Parole Rubate   Purloined Letters
   
     

 

 

Si è soliti cercare le citazioni esclusivamente nei documenti scritti. Ma le parole possono anche essere prelevate dal flusso delle conversazioni, degli scambi orali, per definizione, almeno per i tempi antichi, non registrati. Tale ci pare essere il caso per i due giganti del Trecento, Petrarca e Boccaccio, negli scritti dei quali, accanto alla traccia delle produzioni dell'uno in quelle dell'altro, sembra sovrapporsi quella degli incontri fisici, da quello del 1350 a Firenze fino all'ultimo dell'estate del 1368 a Padova. E più particolarmente intorno a quella che è la loro grande preoccupazione comune, vale a dire il valore e la funzione della poesia, che entrambi intendono difendere contro i detrattori. I piccoli furti che si ha l'impressione di poter ravvisare sfociano nella costruzione di niente di meno che un nuovo paradigma ermeneutico, paradigma di cui siamo ancora forse i lontani eredi.

 


 
Although we usually look for quotations in written texts, it is also worth considering that words can be 'stolen' from the conversational flux, from those oral exchanges which, at least in antiquity, were not recorded.

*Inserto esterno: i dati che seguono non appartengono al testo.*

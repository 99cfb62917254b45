use anyhow::Result;
use clap::{Args, Parser, Subcommand};
use serde::Serialize;
use std::path::PathBuf;
use tracing::{debug, error, info, warn};
use tracing_subscriber::EnvFilter;

use checkscore::checklist::{validate_checklist, Checklist, Question};
use checkscore::config::Config;
use checkscore::scoring::{self, ChecklistScores, Grade, Recommendations, ScoringConfig};
use checkscore::store::{self, ChecklistFilter};

const EXIT_SUCCESS: i32 = 0;
const EXIT_INVALID: i32 = 1;
const EXIT_IO: i32 = 2;
const EXIT_CONFIG: i32 = 4;

#[derive(Subcommand, Debug)]
enum Commands {
    /// Score a checklist and show grades and recommendations
    Score {
        /// Checklist JSON file
        checklist: PathBuf,

        /// Yes/No/NA responses JSON file; scores from responses instead of question scores
        #[arg(short, long)]
        responses: Option<PathBuf>,

        /// Print the report as JSON
        #[arg(long)]
        json: bool,
    },
    /// Check checklist structure (exit code 1 when invalid)
    Validate {
        /// Checklist JSON file
        checklist: PathBuf,
    },
    /// List stored checklists
    List(FilterArgs),
    /// Show stored results grouped by department and organizational level
    Results(FilterArgs),
    /// Recalculate, validate and save a checklist into the store
    Import {
        /// Checklist JSON file
        checklist: PathBuf,
    },
    /// Delete a checklist from the store
    Delete {
        /// Checklist id
        id: String,
    },
}

#[derive(Args, Debug)]
struct FilterArgs {
    /// Only checklists for this health program
    #[arg(long)]
    program: Option<String>,

    /// Only checklists at this organizational level
    #[arg(long)]
    level: Option<String>,

    /// Only checklists for this department
    #[arg(long)]
    department: Option<String>,
}

impl From<FilterArgs> for ChecklistFilter {
    fn from(args: FilterArgs) -> Self {
        ChecklistFilter {
            health_program: args.program,
            organizational_level: args.level,
            department: args.department,
        }
    }
}

#[derive(Parser, Debug)]
#[command(name = "checkscore")]
#[command(about = "Health-program assessment checklist scoring", long_about = None)]
#[command(version)]
struct Cli {
    /// Enable verbose logging
    #[arg(short, long, global = true)]
    verbose: bool,

    /// Path to config file (defaults to ~/.config/checkscore/config.yaml)
    #[arg(short, long, global = true)]
    config: Option<PathBuf>,

    #[command(subcommand)]
    command: Commands,
}

#[derive(Serialize)]
struct ScoreReport<'a> {
    checklist_id: &'a str,
    scores: &'a ChecklistScores,
    grade: Grade,
    recommendations: Recommendations,
}

fn main() {
    let cli = Cli::parse();
    init_tracing(cli.verbose);

    let config = match checkscore::config::load_config(cli.config.clone()) {
        Ok(c) => c,
        Err(e) => {
            error!(error = %e, "config error");
            std::process::exit(EXIT_CONFIG);
        }
    };

    // Validate scoring config at startup
    let scoring_config = config.scoring_config();
    if let Err(errors) = scoring::validate_scoring(&scoring_config) {
        for e in errors {
            error!("{}", e);
        }
        std::process::exit(EXIT_CONFIG);
    }
    debug!(?scoring_config, "effective scoring config");

    let code = match run(cli.command, &config, &scoring_config) {
        Ok(code) => code,
        Err(err) => {
            error!(error = %err, "command failed");
            for cause in err.chain().skip(1) {
                error!(cause = %cause, "caused by");
            }
            EXIT_IO
        }
    };
    std::process::exit(code);
}

fn init_tracing(verbose: bool) {
    let default_level = if verbose { "debug" } else { "warn" };
    let env_filter =
        EnvFilter::try_from_default_env().unwrap_or_else(|_| EnvFilter::new(default_level));

    tracing_subscriber::fmt()
        .with_env_filter(env_filter)
        .with_target(false)
        .with_writer(std::io::stderr)
        .init();
}

fn run(command: Commands, config: &Config, scoring_config: &ScoringConfig) -> Result<i32> {
    let use_colors = checkscore::output::should_use_colors();

    match command {
        Commands::Score {
            checklist,
            responses,
            json,
        } => {
            let checklist = store::read_checklist(&checklist)?;
            let scores = match responses {
                Some(path) => {
                    let responses = store::read_responses(&path)?;
                    debug!(count = responses.len(), "scoring from responses");
                    scoring::responses::checklist_scores(&checklist, &responses, scoring_config)
                }
                None => {
                    warn_out_of_range_scores(&checklist, scoring_config);
                    scoring::checklist_scores(&checklist, scoring_config)
                }
            };
            let recs = scoring::recommendations(&scores.sections);

            if json {
                let report = ScoreReport {
                    checklist_id: &checklist.id,
                    scores: &scores,
                    grade: scoring::grade(scores.overall.percentage),
                    recommendations: recs,
                };
                println!("{}", serde_json::to_string_pretty(&report)?);
            } else {
                println!(
                    "{}",
                    checkscore::output::format_score_report(&checklist, &scores, use_colors)
                );
                println!();
                println!(
                    "{}",
                    checkscore::output::format_recommendations(&recs, use_colors)
                );
            }
            Ok(EXIT_SUCCESS)
        }
        Commands::Validate { checklist } => {
            let checklist = store::read_checklist(&checklist)?;
            let result = validate_checklist(&checklist);
            println!(
                "{}",
                checkscore::output::format_validation(&result, use_colors)
            );
            Ok(if result.is_valid { EXIT_SUCCESS } else { EXIT_INVALID })
        }
        Commands::List(filter) => {
            let filter = ChecklistFilter::from(filter);
            let store_state = store::load_store(&store_path(config)?)?;
            let checklists: Vec<&Checklist> = store_state.filtered(&filter).collect();
            if !filter.is_empty() {
                debug!(
                    matched = checklists.len(),
                    total = store_state.checklists.len(),
                    "applied checklist filter"
                );
            }
            println!(
                "{}",
                checkscore::output::format_checklist_list(&checklists, use_colors)
            );
            Ok(EXIT_SUCCESS)
        }
        Commands::Results(filter) => {
            let filter = ChecklistFilter::from(filter);
            let store_state = store::load_store(&store_path(config)?)?;
            let groupings = store::group_results(&store_state, &filter);
            let average = store::average_completion(&groupings);
            println!(
                "{}",
                checkscore::output::format_results(&groupings, average, use_colors)
            );
            Ok(EXIT_SUCCESS)
        }
        Commands::Import { checklist } => {
            let checklist = store::read_checklist(&checklist)?;
            // Cached section totals must reflect the questions before validating
            let checklist = scoring::recalculate_checklist(&checklist, scoring_config);
            let result = validate_checklist(&checklist);
            if !result.is_valid {
                println!(
                    "{}",
                    checkscore::output::format_validation(&result, use_colors)
                );
                return Ok(EXIT_INVALID);
            }
            for warning in &result.warnings {
                warn!("{}", warning);
            }

            let path = store_path(config)?;
            let mut store_state = store::load_store(&path)?;
            let id = store_state.save(checklist);
            store::save_store(&path, &store_state)?;
            info!(id = %id, "checklist saved");
            println!("Saved checklist {}", id);
            Ok(EXIT_SUCCESS)
        }
        Commands::Delete { id } => {
            let path = store_path(config)?;
            let mut store_state = store::load_store(&path)?;
            if !store_state.delete(&id) {
                println!("No checklist with id {}", id);
                return Ok(EXIT_INVALID);
            }
            store::save_store(&path, &store_state)?;
            info!(id = %id, "checklist deleted");
            println!("Deleted checklist {}", id);
            Ok(EXIT_SUCCESS)
        }
    }
}

fn store_path(config: &Config) -> Result<PathBuf> {
    match config.store_path {
        Some(ref path) => Ok(path.clone()),
        None => store::get_store_path(),
    }
}

/// Log a warning for every question whose captured score lies outside
/// `[0, max_score]`. Scoring still uses the raw value.
fn warn_out_of_range_scores(checklist: &Checklist, config: &ScoringConfig) {
    for section in &checklist.sections {
        for question in &section.questions {
            if let Question::DataControl(q) = question {
                if q.has_data_difference {
                    debug!(question = %q.id, indicator = %q.indicator, "reported data differs from source");
                }
            }

            let checks = std::iter::once((question.id(), question.score(), question.max_score()))
                .chain(
                    question
                        .sub_questions()
                        .iter()
                        .map(|sub| (sub.id.as_str(), sub.score, sub.max_score)),
                );
            for (id, score, max_score) in checks {
                let validation = scoring::validate_score(score, max_score, config);
                if let Some(warning) = validation.warning {
                    warn!(section = %section.id, question = %id, "{}", warning);
                }
            }
        }
    }
}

This seems to be the case of two of the greatest fourteenth-century writers, Petrarch and Boccaccio. Their works, in which they quote from each other, seem also to trace their physical encounters, from the first in 1350 in Florence to the last in the summer of 1368 in Padua. More precisely, Petrarch and Boccaccio share a concern about the value and function of poetry, a genre they wanted to defend against detractors. The small literary thefts which may be identified result in the construction of no less than a new hermeneutic paradigm, of which we are still, perhaps, the distant heirs.